Train Tracks of Life
We travel along life’s paths with enthusiasm, intensity, ambition, happiness and sadness, depression and exhilaration. Which track are you on? And can you switch?
All athletes experience each of these mental mindsets at different times. They are enabled by those emotions that are helpful, but not usually disabled by those that aren’t.
While all athletes get injured, the best of them use the injury as an opportunity. A critical part of what we do as doctors is help athletes take an unexpected injury and turn it into an occasion to reframe their lives, their training programs, and their goals. When we succeed, we become their partners in a lifetime of sports activities. When we fail, we all suffer.
Athletes who are challenged by this transition are our greatest responsibility, and often our biggest opportunity. To turn a depressed athlete into an enthusiastic participant in meeting their new goals is thrilling and satisfying. Having the optimal surgical techniques designed to let athletes optimize their return— combined with nursing care that supports their healing and a rehabilitation team that creatively assesses their state of fitness, their injury, and their potential for total body recovery—is what makes our professional lives exciting.
The newest tool in the public’s toolbox, though, is currently outside our expertise. During recent months, we are hearing (and actually seeing) remarkable stories of athletes on the wrong track—depressed, anxious, and without goals—being shifted with the help of mind-altering drugs like psilocybin and MDMA. These therapies are being offered by well-trained therapists, lessening or even eliminating the need for lengthy talk therapy and chronic medications.

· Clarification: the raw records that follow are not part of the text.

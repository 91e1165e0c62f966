//! Template interpolation
//!
//! Each reference in a template resolves, in order, against the caller's
//! [`ScopedVars`], the [`MacroRegistry`] and the variables visible from the
//! object being interpolated. The value then goes through the format named
//! by the reference (or the caller's default format).
//!
//! Interpolation only reads the graph; it never starts a variable update.

pub mod formats;
pub mod macros;
pub mod scoped;

pub use formats::{
    query_param, split_format, FormatContext, FormatRegistry, FormatValue, VariableFormatter,
    DEFAULT_FORMAT,
};
pub use macros::{
    is_reserved_name, Macro, MacroContext, MacroRegistry, SkipFormattingValue, UrlParamsValue,
};
pub use scoped::{DataContext, DisplayValue, ScopedVar, ScopedVars};

use once_cell::sync::Lazy;
use scenes_core::template::{self, VariableReference};
use scenes_core::{graph, SceneObject, TemplateInterpolator, VariableValue};
use tracing::warn;

static DEFAULT_INTERPOLATOR: Lazy<SceneInterpolator> = Lazy::new(SceneInterpolator::with_defaults);

/// Interpolate `template` for `object` with the built-in formats and macros
#[must_use]
pub fn interpolate(
    object: &dyn SceneObject,
    template: &str,
    scoped: Option<&ScopedVars>,
    format: Option<&str>,
) -> String {
    DEFAULT_INTERPOLATOR.interpolate(object, template, scoped, format)
}

/// Formats and macros used to expand templates
#[derive(Debug, Clone, Default)]
pub struct SceneInterpolator {
    formats: FormatRegistry,
    macros: MacroRegistry,
}

/// Resolved reference: value plus display text
struct Resolved {
    value: VariableValue,
    text: String,
}

impl SceneInterpolator {
    /// Interpolator from explicit registries
    #[must_use]
    pub fn new(formats: FormatRegistry, macros: MacroRegistry) -> Self {
        Self { formats, macros }
    }

    /// Interpolator with the built-in formats and macros
    #[must_use]
    pub fn with_defaults() -> Self {
        Self::new(FormatRegistry::with_defaults(), MacroRegistry::with_defaults())
    }

    /// Format registry
    #[inline]
    #[must_use]
    pub fn formats(&self) -> &FormatRegistry {
        &self.formats
    }

    /// Format registry, for registering custom formats
    #[inline]
    pub fn formats_mut(&mut self) -> &mut FormatRegistry {
        &mut self.formats
    }

    /// Macro registry
    #[inline]
    #[must_use]
    pub fn macros(&self) -> &MacroRegistry {
        &self.macros
    }

    /// Macro registry, for registering custom macros
    #[inline]
    pub fn macros_mut(&mut self) -> &mut MacroRegistry {
        &mut self.macros
    }

    /// Expand every reference in `template`
    ///
    /// `format` applies to references that name no format themselves.
    /// Unresolvable references expand to `""`.
    #[must_use]
    pub fn interpolate(
        &self,
        object: &dyn SceneObject,
        template: &str,
        scoped: Option<&ScopedVars>,
        format: Option<&str>,
    ) -> String {
        self.expand(object, template, scoped, format, false)
    }

    /// `nested` is set while expanding the output of a custom value; references
    /// that resolve to nothing there are kept verbatim and expanded no further.
    fn expand(
        &self,
        object: &dyn SceneObject,
        template: &str,
        scoped: Option<&ScopedVars>,
        format: Option<&str>,
        nested: bool,
    ) -> String {
        if template.is_empty() || !template::contains_references(template) {
            return template.to_string();
        }
        template::replace_references(template, |reference| {
            let Some(resolved) = self.resolve(object, reference, scoped) else {
                return if nested {
                    reference.matched.to_string()
                } else {
                    String::new()
                };
            };
            let format = reference.format.or(format);
            match resolved.value {
                VariableValue::Custom(custom) => {
                    let output = custom.formatter(format);
                    if nested {
                        output
                    } else {
                        self.expand(object, &output, scoped, None, true)
                    }
                }
                VariableValue::Text(value) => {
                    self.apply_format(reference, FormatValue::Single(&value), &resolved.text, format)
                }
                VariableValue::List(values) => {
                    self.apply_format(reference, FormatValue::List(&values), &resolved.text, format)
                }
            }
        })
    }

    fn resolve(
        &self,
        object: &dyn SceneObject,
        reference: &VariableReference<'_>,
        scoped: Option<&ScopedVars>,
    ) -> Option<Resolved> {
        if let Some(var) = scoped.and_then(|s| s.get(reference.name)) {
            return Some(Resolved {
                value: var.value.clone(),
                text: var.text.clone(),
            });
        }

        if let Some(m) = self.macros.get(reference.name) {
            let ctx = MacroContext {
                name: reference.name,
                object,
                scoped,
            };
            let value = m.get_value(&ctx, reference.field_path)?;
            return Some(Resolved {
                text: m.get_value_text(&ctx, reference.field_path),
                value,
            });
        }

        let variable = graph::lookup_variable(reference.name, object)?;
        let value = variable.get_value(reference.field_path)?;
        Some(Resolved {
            text: variable.get_value_text(reference.field_path),
            value,
        })
    }

    fn apply_format(
        &self,
        reference: &VariableReference<'_>,
        value: FormatValue<'_>,
        text: &str,
        format: Option<&str>,
    ) -> String {
        let (id, args) = split_format(format.unwrap_or(DEFAULT_FORMAT));
        let (formatter, args) = match self.formats.get(id) {
            Some(formatter) => (formatter, args),
            None => {
                warn!(format = id, variable = reference.name, "unknown format; using default");
                match self.formats.get(DEFAULT_FORMAT) {
                    Some(formatter) => (formatter, Vec::new()),
                    None => return text.to_string(),
                }
            }
        };
        let ctx = FormatContext {
            name: reference.name,
            args: &args,
            text,
        };
        formatter.format(value, &ctx)
    }
}

impl TemplateInterpolator for SceneInterpolator {
    fn interpolate(&self, object: &dyn SceneObject, template: &str) -> String {
        SceneInterpolator::interpolate(self, object, template, None, None)
    }
}

#[cfg(test)]
mod tests {
    use super::*;
    use crate::set::SceneVariableSet;
    use crate::variants::{ConstantVariable, TextBoxVariable};
    use pretty_assertions::assert_eq;
    use proptest::prelude::*;
    use scenes_core::prelude::*;
    use scenes_core::{
        DataFrame, Field, FieldType, SceneCanvasText, SceneFlexLayout, SceneTimeRange,
        SceneVariable,
    };
    use std::sync::Arc;

    fn scene(variables: Vec<Arc<dyn SceneVariable>>) -> (Arc<SceneFlexLayout>, Arc<SceneCanvasText>) {
        let text = SceneCanvasText::new("leaf");
        let layout = SceneFlexLayout::new(SceneFlexLayoutState {
            children: vec![text.clone()],
            slots: SceneSlots {
                variables: Some(SceneVariableSet::new(variables)),
                time_range: Some(SceneTimeRange::new(
                    "2021-01-01T10:00:00Z",
                    "2021-01-01T12:00:00Z",
                )),
                ..SceneSlots::default()
            },
            ..SceneFlexLayoutState::default()
        });
        (layout, text)
    }

    #[test]
    fn plain_and_empty_templates_pass_through() {
        let (_layout, leaf) = scene(Vec::new());
        assert_eq!(interpolate(&*leaf, "", None, None), "");
        assert_eq!(interpolate(&*leaf, "no refs here", None, None), "no refs here");
    }

    #[test]
    fn resolves_every_reference_form() {
        let (_layout, leaf) = scene(vec![
            ConstantVariable::new("server", "A"),
            TextBoxVariable::new("query", "up"),
        ]);
        assert_eq!(
            interpolate(&*leaf, "$server [[query]] ${server} ${query:raw}", None, None),
            "A up A up"
        );
    }

    #[test]
    fn unresolved_references_become_empty() {
        let (_layout, leaf) = scene(Vec::new());
        assert_eq!(interpolate(&*leaf, "a-${missing}-b", None, None), "a--b");
    }

    #[test]
    fn scoped_vars_win_over_graph() {
        let (_layout, leaf) = scene(vec![ConstantVariable::new("server", "A")]);
        let scoped = ScopedVars::new().with("server", "scoped");
        assert_eq!(interpolate(&*leaf, "${server}", Some(&scoped), None), "scoped");
    }

    #[test]
    fn list_values_use_requested_format() {
        let (_layout, leaf) = scene(Vec::new());
        let scoped = ScopedVars::new().with("hosts", vec!["a", "b"]);
        assert_eq!(interpolate(&*leaf, "${hosts}", Some(&scoped), None), "a,b");
        assert_eq!(interpolate(&*leaf, "${hosts:pipe}", Some(&scoped), None), "a|b");
        assert_eq!(
            interpolate(&*leaf, "${hosts}", Some(&scoped), Some("regex")),
            "(a|b)"
        );
        assert_eq!(interpolate(&*leaf, "${hosts:nope}", Some(&scoped), None), "a,b");
    }

    #[test]
    fn text_format_uses_display_text() {
        let (_layout, leaf) = scene(Vec::new());
        let scoped = ScopedVars::new().with_text("host", "Host A", "a");
        assert_eq!(interpolate(&*leaf, "${host:text}", Some(&scoped), None), "Host A");
    }

    #[test]
    fn time_macros() {
        let (_layout, leaf) = scene(Vec::new());
        assert_eq!(interpolate(&*leaf, "${__from}", None, None), "1609495200000");
        assert_eq!(
            interpolate(&*leaf, "${__to:date:iso}", None, None),
            "2021-01-01T12:00:00.000Z"
        );
        assert_eq!(
            interpolate(&*leaf, "${__from:text}", None, None),
            "2021-01-01 10:00:00"
        );
        assert_eq!(
            interpolate(&*leaf, "${__url_time_range}", None, None),
            "from=2021-01-01T10%3A00%3A00Z&to=2021-01-01T12%3A00%3A00Z"
        );
    }

    #[test]
    fn all_variables_macro() {
        let (_layout, leaf) = scene(vec![
            ConstantVariable::new("server", "A"),
            TextBoxVariable::new("query", "a b"),
        ]);
        assert_eq!(
            interpolate(&*leaf, "${__all_variables}", None, None),
            "var-server=A&var-query=a%20b"
        );
    }

    #[test]
    fn data_macros_read_the_data_context() {
        let (_layout, leaf) = scene(Vec::new());
        let frame = DataFrame::new(
            Some("cpu"),
            vec![
                Field::new("time", vec![1000.into(), 2000.into()]).with_type(FieldType::Time),
                Field::new("value", vec![10.into(), 20.5.into()])
                    .with_type(FieldType::Number)
                    .with_label("host", "a"),
            ],
        );
        let scoped = ScopedVars::new().with_data_context(DataContext::row(frame, 1, 1));

        let expand = |template: &str| interpolate(&*leaf, template, Some(&scoped), None);
        assert_eq!(expand("${__value.raw}"), "20.5");
        assert_eq!(expand("${__value.time}"), "2000");
        assert_eq!(expand("${__series.name}"), "cpu");
        assert_eq!(expand("${__field.name}"), "value");
        assert_eq!(expand("${__field.labels.host}"), "a");
        assert_eq!(expand("${__data.fields[0]}"), "2000");
        assert_eq!(expand("${__data.fields.value}"), "20.5");
    }

    #[test]
    fn data_macros_without_context_are_empty() {
        let (_layout, leaf) = scene(Vec::new());
        assert_eq!(interpolate(&*leaf, "[${__value.raw}]", None, None), "[]");
    }

    #[test]
    fn renders_through_host_interpolator() {
        let (layout, _leaf) = scene(vec![ConstantVariable::new("server", "A")]);
        let text = SceneCanvasText::new("server: $server");
        layout.base().set_state(|s| s.children.push(text.clone()));
        let interpolator = SceneInterpolator::with_defaults();
        assert_eq!(
            TemplateInterpolator::interpolate(&interpolator, &*text, "$server"),
            "A"
        );
    }

    proptest! {
        #[test]
        fn templates_without_references_are_unchanged(template in "[a-zA-Z0-9 ,.:/-]{0,40}") {
            let (_layout, leaf) = scene(Vec::new());
            prop_assert_eq!(interpolate(&*leaf, &template, None, None), template);
        }

        #[test]
        fn scalar_values_pass_through_csv(value in "[a-zA-Z0-9_.-]{1,20}") {
            let (_layout, leaf) = scene(Vec::new());
            let scoped = ScopedVars::new().with("v", value.as_str());
            prop_assert_eq!(interpolate(&*leaf, "${v}", Some(&scoped), None), value);
        }
    }
}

This is a game changer. All of us have treated athletes whose careers have been upended; who are resistant to all of our caregiving tools; who suffer severe depression, and even suicidal thoughts. Some are actually made worse by anti-depressant medications (not everyone, of course, since these medications have been a godsend to many). But for athletes accustomed to the thrill of endorphins, adrenaline, testosterone, and pheromones, the leveling effect seen by many of the classic anti-depressant drugs—which replace the highs and lows with a middle-of-the-road mindset—such therapy is just not productive. Psychedelics, on the other hand, appear to work by permitting athletes to see themselves both as they are and as they hope to be, re-opening neurologic gates and pathways that have been closed by injury, failure, and depression. Recent studies have documented this phenomenon and current research is focused on how to reliably repeat the process.
We recognize that the field of psychedelic therapy is new and that there is an enormous need for expert guidance for any drug therapy to work. And we understand that finding and training such experts is still very daunting.
Despite all this, we are deeply encouraged that our saddest athletes—once superstars in their own right—have another lever with which to switch the train tracks of the mind and get back on the route to performance happiness.